**Assignment**
Write the data out again so that it matches word for word.

===== Provided data =====

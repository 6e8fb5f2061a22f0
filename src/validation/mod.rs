//! Payload validation against record schemas
//!
//! [`validate`] checks a datum field by field, rejects undeclared keys and
//! returns the formatted messages. [`collect_failures`] and [`format`] are
//! exposed separately so the two halves can be exercised on their own.

mod engine;
mod failure;
mod formatter;

pub use engine::{collect_failures, validate, validate_value, Datum};
pub use failure::{Failure, ValidationFailure};
pub use formatter::format;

=====

**Answer area**
repository 6e8fb5f2061a22f0
filename src/validation/mod.rs
//! Payload validation against record schemas
//!
//! [`validate`] checks a datum field by field, rejects undeclared keys and
//! returns the formatted messages. [`collect_failures`] and [`format`] are
//! exposed separately so the two halves can be exercised on their own.

mod engine;
mod failure;
mod formatter;

pub use engine::{collect_failures, validate, validate_value, Datum};
pub use failure::{Failure, ValidationFailure};
pub use formatter::format;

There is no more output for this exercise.